Há alguns meses, quando comecei a produzir o episódio de Natal do Cozinha Prática, decidi que não iria preparar peru. Apesar da audiência garantida para o prato, resolvi arriscar e sugerir outra receita. São basicamente dois os motivos. O primeiro, você já deve saber: não existe mais a opção de comprar no mercado peru sem tempero pronto. Então, pronto, não vou sugerir peru.

Logo que publiquei sobre esse assunto na semana passada (leia aqui o post Pela volta do peru sem tempero), muita gente começou a me mandar dicas sobre onde conseguir um peru sem tempero – um tio que cria, um parente de tem um amigo com um sítio afastado, uma granja em outro estado... Não me compreenda mal: agradeço o gesto, mas a minha preocupação não é individual, para a minha ceia. Tomara que muitas pessoas ainda tenham acesso à ave in natura. Peru assado com tangerina e sálvia é delicioso. E com o método do soro caseiro, fica melhor ainda, não resseca. Mas maior parte das pessoas faz compra em supermercados. E não vão encontrar um peru sem os seguintes “temperinhos”: proteína isolada de soja, dextrose, estabilizante tripolifosfato de sódio INS451i, antioxidante eritorbato de sódio INS316, realçador de sabor glutamato monossódico INS621, acidulante ácido cítrico INS330. Leia o rótulo!

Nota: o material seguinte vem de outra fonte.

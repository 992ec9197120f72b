//! Namespace scope tracking
//!
//! A scope records the prefix and default-namespace bindings active at a
//! point in document traversal. Bindings are stacked so that an inner
//! binding shadows an outer one for the same prefix and the outer binding
//! becomes visible again once the inner scope ends.

use std::collections::HashMap;

use crate::node::Namespace;

/// A value encapsulating a scope for namespace names.
#[derive(Clone, Debug, Default)]
pub struct Scope {
    /// The namespaces by prefix, ordered by scope depth.
    ///
    /// The current namespace for a given prefix is the last element.
    namespaces_by_prefix: HashMap<String, Vec<Namespace>>,
    /// The default namespaces, ordered by scope depth.
    default_namespaces: Vec<Namespace>,
}

impl Scope {
    /// Returns the innermost namespace associated with a given prefix.
    pub fn namespace_for_prefix(&self, prefix: &str) -> Option<&Namespace> {
        self.namespaces_by_prefix.get(prefix)?.last()
    }

    /// Associates a given prefix with a given namespace.
    pub fn begin_scope(&mut self, prefix: &str, namespace: Namespace) {
        self.namespaces_by_prefix
            .entry(prefix.to_owned())
            .or_default()
            .push(namespace);
    }

    /// Disassociates a given prefix from its current namespace.
    ///
    /// # Panics
    /// Panics if no binding is active for the prefix. The event source must
    /// only end scopes it has begun.
    pub fn end_scope(&mut self, prefix: &str) {
        let popped = self
            .namespaces_by_prefix
            .get_mut(prefix)
            .and_then(Vec::pop);
        assert!(
            popped.is_some(),
            "unbalanced end of namespace scope for prefix {prefix:?}"
        );
    }

    /// The current default namespace.
    pub fn default_namespace(&self) -> Option<&Namespace> {
        self.default_namespaces.last()
    }

    /// Sets the default namespace.
    pub fn begin_default_scope(&mut self, namespace: Namespace) {
        self.default_namespaces.push(namespace);
    }

    /// Removes the default namespace, reverting to the previous default
    /// namespace if available.
    ///
    /// # Panics
    /// Panics if no default binding is active.
    pub fn end_default_scope(&mut self) {
        assert!(
            self.default_namespaces.pop().is_some(),
            "unbalanced end of default namespace scope"
        );
    }
}
//! Error types for xmldec

use std::fmt;
use thiserror::Error;

use crate::key::CodingPath;

/// Position in the source document
#[derive(Clone, Copy, Debug, Default, PartialEq, Eq)]
pub struct Pos {
    pub offset: usize,
    pub line: u32,
    pub col: u32,
}

impl fmt::Display for Pos {
    fn fmt(&self, f: &mut fmt::Formatter<'_>) -> fmt::Result {
        write!(f, "{}:{}:{}", self.offset, self.line, self.col)
    }
}

impl Pos {
    pub const fn new(offset: usize, line: u32, col: u32) -> Self {
        Self { offset, line, col }
    }
}

/// Main error type for xmldec
///
/// Every decoding variant carries the coding path at the point of failure.
/// `Syntax` is produced by the tokenizer and carries a source position
/// instead.
#[derive(Error, Clone, Debug, PartialEq)]
pub enum Error {
    /// The document has no top-level element.
    #[error("document has no root element")]
    NoRootElement,

    /// A leaf string could not be converted into the requested type.
    #[error("cannot decode {attempted_type} at {path}")]
    TypeMismatch {
        attempted_type: &'static str,
        path: CodingPath,
    },

    /// A required key matched zero nodes.
    #[error("no node matches key at {path}")]
    KeyNotFound { path: CodingPath },

    /// A scalar key matched more than one node, or a keyed or single-value
    /// operation was attempted on a sequence of nodes.
    #[error("multiple nodes match key at {path}")]
    MultipleNodesForKey { path: CodingPath },

    /// A primitive value was requested from an element containing elements.
    #[error("element at {path} has mixed content")]
    MixedElementContent { path: CodingPath },

    /// A keyed decoding container was requested over an attribute node.
    ///
    /// Attributes cannot contain structured data.
    #[error("keyed decoding attempted over attribute at {path}")]
    KeyedContainerOverAttribute { path: CodingPath },

    /// An unkeyed decoding container was requested over an attribute node.
    ///
    /// Attributes cannot contain plural data.
    #[error("unkeyed decoding attempted over attribute at {path}")]
    UnkeyedContainerOverAttribute { path: CodingPath },

    /// The document is not well-formed XML.
    #[error("syntax error at {pos}: {message}")]
    Syntax { pos: Pos, message: String },
}

impl Error {
    /// Create a syntax error at a specific position.
    pub fn syntax(pos: Pos, message: impl Into<String>) -> Self {
        Self::Syntax {
            pos,
            message: message.into(),
        }
    }

    /// The coding path carried by the error, if any.
    pub fn coding_path(&self) -> Option<&CodingPath> {
        match self {
            Self::TypeMismatch { path, .. }
            | Self::KeyNotFound { path }
            | Self::MultipleNodesForKey { path }
            | Self::MixedElementContent { path }
            | Self::KeyedContainerOverAttribute { path }
            | Self::UnkeyedContainerOverAttribute { path } => Some(path),
            Self::NoRootElement | Self::Syntax { .. } => None,
        }
    }
}

/// Result type alias for xmldec
pub type Result<T> = std::result::Result<T, Error>;
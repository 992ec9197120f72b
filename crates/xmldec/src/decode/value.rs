//! Single-value decoding and the `FromXml` conversion trait

use time::OffsetDateTime;

use crate::config::{Formatter, NilCheckFailure};
use crate::decode::Decoder;
use crate::error::{Error, Result};
use crate::key::CodingPath;
use crate::node::Node;

/// A trait for types that decode themselves from an XML node.
///
/// Scalar implementations go through the matching single-value method;
/// aggregate types request a keyed or unkeyed container from the decoder and
/// recurse.
pub trait FromXml: Sized {
    fn from_xml(decoder: &Decoder<'_>) -> Result<Self>;
}

/// A container decoding exactly one value from the current node.
#[derive(Clone, Debug)]
pub struct SingleValueContainer<'a> {
    decoder: Decoder<'a>,
}

impl<'a> SingleValueContainer<'a> {
    pub(crate) fn new(decoder: Decoder<'a>) -> Self {
        Self { decoder }
    }

    pub fn coding_path(&self) -> &CodingPath {
        self.decoder.coding_path()
    }

    /// The raw string value of the current node.
    ///
    /// For an element this is the concatenation of its text children; an
    /// element mixing non-whitespace text with element children has no
    /// string value. For an attribute it is the attribute value verbatim.
    pub fn string_value(&self) -> Result<String> {
        match &self.decoder {
            Decoder::Element(decoder) => {
                let element = decoder.element();
                if element.has_mixed_content() {
                    return Err(Error::MixedElementContent {
                        path: decoder.coding_path().clone(),
                    });
                }
                let mut value = String::new();
                for child in &element.children {
                    if let Node::Text(text) = child {
                        value.push_str(&text.string_value);
                    }
                }
                Ok(value)
            }
            Decoder::Attribute(decoder) => Ok(decoder.attribute().value.clone()),
            Decoder::Sequence(decoder) => Err(decoder.plural_access_error()),
        }
    }

    /// Returns whether the current node decodes as nil, consulting the
    /// configured predicate for its node kind.
    ///
    /// A conversion failure inside the predicate is swallowed or propagated
    /// according to the configured [`NilCheckFailure`] policy. A sequence is
    /// never nil: an empty sequence is an empty collection, not an absent
    /// one.
    pub fn decode_nil(&self) -> Result<bool> {
        let configuration = self.decoder.configuration();
        let checked = match &self.decoder {
            Decoder::Element(decoder) => {
                (configuration.element_represents_nil)(decoder.element())
            }
            Decoder::Attribute(decoder) => {
                (configuration.attribute_represents_nil)(decoder.attribute())
            }
            Decoder::Sequence(_) => Ok(false),
        };
        match checked {
            Ok(is_nil) => Ok(is_nil),
            Err(_) if configuration.nil_check_failure == NilCheckFailure::TreatAsNotNil => {
                Ok(false)
            }
            Err(error) => Err(error),
        }
    }

    pub fn decode_string(&self) -> Result<String> {
        self.string_value()
    }

    pub fn decode_bool(&self) -> Result<bool> {
        self.decode_with(&self.decoder.configuration().bool_formatter, "bool")
    }

    pub fn decode_f64(&self) -> Result<f64> {
        self.decode_with(&self.decoder.configuration().number_formatter, "f64")
    }

    #[allow(clippy::as_conversions, clippy::cast_possible_truncation)]
    pub fn decode_f32(&self) -> Result<f32> {
        let number = self.decode_with(&self.decoder.configuration().number_formatter, "f32")?;
        Ok(number as f32)
    }

    pub fn decode_date(&self) -> Result<OffsetDateTime> {
        self.decode_with(&self.decoder.configuration().date_formatter, "date")
    }

    /// Decodes the string value through the given formatter, reporting a
    /// type mismatch with the given type name when the formatter rejects it.
    pub fn decode_with<T>(
        &self,
        formatter: &Formatter<T>,
        attempted_type: &'static str,
    ) -> Result<T> {
        let string_value = self.string_value()?;
        formatter(&string_value).ok_or_else(|| Error::TypeMismatch {
            attempted_type,
            path: self.decoder.coding_path().clone(),
        })
    }

    /// Decodes a value of any `FromXml` type from the current node.
    pub fn decode<T: FromXml>(&self) -> Result<T> {
        T::from_xml(&self.decoder)
    }

    fn decode_integer<T: TryFrom<i128>>(&self, attempted_type: &'static str) -> Result<T> {
        let number = self.decode_with(&self.decoder.configuration().number_formatter, attempted_type)?;
        integer_from_f64(number).ok_or_else(|| Error::TypeMismatch {
            attempted_type,
            path: self.decoder.coding_path().clone(),
        })
    }
}

macro_rules! integer_decoders {
    ($(($method:ident, $ty:ty)),+ $(,)?) => {
        impl SingleValueContainer<'_> {
            $(
                pub fn $method(&self) -> Result<$ty> {
                    self.decode_integer(stringify!($ty))
                }
            )+
        }
    };
}

integer_decoders! {
    (decode_i8, i8),
    (decode_i16, i16),
    (decode_i32, i32),
    (decode_i64, i64),
    (decode_u8, u8),
    (decode_u16, u16),
    (decode_u32, u32),
    (decode_u64, u64),
}

/// Narrows a formatter-produced number to an integer type, rejecting
/// non-finite, fractional, and out-of-range values.
#[allow(clippy::as_conversions, clippy::cast_possible_truncation)]
fn integer_from_f64<T: TryFrom<i128>>(number: f64) -> Option<T> {
    if !number.is_finite() || number.fract() != 0.0 {
        return None;
    }
    // f64 integers this large are exactly representable as i128.
    if !(-1.0e30..=1.0e30).contains(&number) {
        return None;
    }
    T::try_from(number as i128).ok()
}

macro_rules! from_xml_scalars {
    ($(($ty:ty, $method:ident)),+ $(,)?) => {
        $(
            impl FromXml for $ty {
                fn from_xml(decoder: &Decoder<'_>) -> Result<Self> {
                    decoder.single_value().$method()
                }
            }
        )+
    };
}

from_xml_scalars! {
    (String, decode_string),
    (bool, decode_bool),
    (f64, decode_f64),
    (f32, decode_f32),
    (i8, decode_i8),
    (i16, decode_i16),
    (i32, decode_i32),
    (i64, decode_i64),
    (u8, decode_u8),
    (u16, decode_u16),
    (u32, decode_u32),
    (u64, decode_u64),
    (OffsetDateTime, decode_date),
}

impl<T: FromXml> FromXml for Option<T> {
    fn from_xml(decoder: &Decoder<'_>) -> Result<Self> {
        if decoder.single_value().decode_nil()? {
            return Ok(None);
        }
        T::from_xml(decoder).map(Some)
    }
}

impl<T: FromXml> FromXml for Vec<T> {
    fn from_xml(decoder: &Decoder<'_>) -> Result<Self> {
        let mut members = decoder.unkeyed()?;
        let mut values = Vec::with_capacity(members.len());
        while !members.is_at_end() {
            values.push(members.decode_next()?);
        }
        Ok(values)
    }
}
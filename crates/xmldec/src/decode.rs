//! The decoding engine
//!
//! Three cooperating decoder kinds traverse the node tree top-down, driven
//! by the shape of the target type. An [`ElementDecoder`] decodes a single
//! element and is derived whenever exactly one node matches a key during
//! keyed decoding. An [`AttributeDecoder`] decodes a single attribute and
//! supports only single-value decoding. An [`ElementSequenceDecoder`] holds
//! the zero or several elements arising from a plural key match and supports
//! only unkeyed iteration.
//!
//! Each decoder is created fresh for one level of the traversal and holds a
//! borrowed subtree view, its own coding path, and the shared configuration.

pub mod attribute;
pub mod element;
pub mod sequence;
pub mod value;

pub use attribute::AttributeDecoder;
pub use element::{ElementDecoder, KeyedContainer};
pub use sequence::{ElementSequenceDecoder, UnkeyedContainer};
pub use value::{FromXml, SingleValueContainer};

use crate::config::DecodingConfiguration;
use crate::error::{Error, Result};
use crate::key::CodingPath;

/// A decoder over one point in the node tree.
#[derive(Clone, Debug)]
pub enum Decoder<'a> {
    Element(ElementDecoder<'a>),
    Attribute(AttributeDecoder<'a>),
    Sequence(ElementSequenceDecoder<'a>),
}

impl<'a> Decoder<'a> {
    /// The path from the document root to this decoder.
    pub fn coding_path(&self) -> &CodingPath {
        match self {
            Self::Element(decoder) => decoder.coding_path(),
            Self::Attribute(decoder) => decoder.coding_path(),
            Self::Sequence(decoder) => decoder.coding_path(),
        }
    }

    /// The configuration threaded through the decode operation.
    pub fn configuration(&self) -> &'a DecodingConfiguration {
        match self {
            Self::Element(decoder) => decoder.configuration(),
            Self::Attribute(decoder) => decoder.configuration(),
            Self::Sequence(decoder) => decoder.configuration(),
        }
    }

    /// Returns a keyed container for resolving named fields.
    ///
    /// Only legal over an element.
    pub fn keyed(&self) -> Result<KeyedContainer<'a>> {
        match self {
            Self::Element(decoder) => Ok(decoder.keyed()),
            Self::Attribute(decoder) => Err(Error::KeyedContainerOverAttribute {
                path: decoder.coding_path().clone(),
            }),
            Self::Sequence(decoder) => Err(decoder.plural_access_error()),
        }
    }

    /// Returns an unkeyed container for iterating a sequence.
    ///
    /// Illegal over an attribute. Over a sequence decoder this is only legal
    /// when sequences are not represented by container elements.
    pub fn unkeyed(&self) -> Result<UnkeyedContainer<'a>> {
        match self {
            Self::Element(decoder) => Ok(decoder.unkeyed()),
            Self::Attribute(decoder) => Err(Error::UnkeyedContainerOverAttribute {
                path: decoder.coding_path().clone(),
            }),
            Self::Sequence(decoder) => decoder.unkeyed(),
        }
    }

    /// Returns a single-value container for decoding one scalar or
    /// delegating to a nested type's own decode logic.
    pub fn single_value(&self) -> SingleValueContainer<'a> {
        SingleValueContainer::new(self.clone())
    }
}
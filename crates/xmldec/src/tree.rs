//! Node tree construction from parse events
//!
//! The builder is single-threaded and driven by a strictly ordered event
//! stream. The insertion path is kept as an explicit stack of open
//! elements: the element under construction is the top of the stack, and
//! closing it appends it to its parent below (or makes it the root).

use crate::error::{Error, Result};
use crate::node::{Element, Namespace, Node, Text};
use crate::reader::event::{Event, EventSink};
use crate::scope::Scope;

/// Builds a node tree from a stream of parse events.
#[derive(Debug, Default)]
pub struct TreeBuilder {
    /// The ancestors of the insertion point, deepest last.
    open: Vec<Element>,
    /// The completed root element, if any.
    root: Option<Element>,
    /// The active namespace scope, used to resolve attribute prefixes.
    scope: Scope,
    /// The first reported parse error, which suppresses tree completion.
    error: Option<Error>,
}

impl TreeBuilder {
    pub fn new() -> Self {
        Self::default()
    }

    /// Consumes the builder, returning the completed root element.
    ///
    /// Fails with the first recorded parse error, or with
    /// [`Error::NoRootElement`] if the stream contained no element.
    pub fn finish(self) -> Result<Element> {
        if let Some(error) = self.error {
            return Err(error);
        }
        debug_assert!(self.open.is_empty(), "event stream ended mid-element");
        self.root.ok_or(Error::NoRootElement)
    }

    fn append_text(&mut self, string_value: String) {
        // Character data outside the root element is ignored.
        if let Some(open) = self.open.last_mut() {
            open.children.push(Node::Text(Text { string_value }));
        }
    }
}

impl EventSink for TreeBuilder {
    fn event(&mut self, event: Event) {
        if self.error.is_some() {
            return;
        }
        match event {
            Event::StartElement {
                namespace,
                local_name,
                attributes,
            } => {
                assert!(
                    self.root.is_none(),
                    "start-element event after the document element closed"
                );
                self.open.push(Element::from_start_event(
                    namespace,
                    local_name,
                    &attributes,
                    &self.scope,
                ));
            }
            Event::EndElement => {
                let Some(closed) = self.open.pop() else {
                    panic!("end-element event without a matching start-element")
                };
                match self.open.last_mut() {
                    Some(parent) => parent.children.push(Node::Element(closed)),
                    None => self.root = Some(closed),
                }
            }
            Event::Characters(text) | Event::CData(text) => self.append_text(text),
            Event::StartPrefixMapping { prefix, namespace } => {
                if prefix.is_empty() {
                    self.scope.begin_default_scope(Namespace::new(namespace));
                } else {
                    self.scope.begin_scope(&prefix, Namespace::new(namespace));
                }
            }
            Event::EndPrefixMapping { prefix } => {
                if prefix.is_empty() {
                    self.scope.end_default_scope();
                } else {
                    self.scope.end_scope(&prefix);
                }
            }
        }
    }

    fn parse_error(&mut self, error: Error) {
        if self.error.is_none() {
            self.error = Some(error);
        }
    }
}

Não sou contra nenhum tipo de comida: sou a favor do trigo, do leite, do ovo, da manteiga. Não tenho nada contra a comida industrializada: arroz e feijão são industrializados. O problema é a comida multiprocessada, a comida pronta, temperada na fábrica, não no fogão. Tempero pronto, seja em cubinho, seja injetado num peru, não é comida. E, contra isso, eu sempre estarei em campanha, só que contra.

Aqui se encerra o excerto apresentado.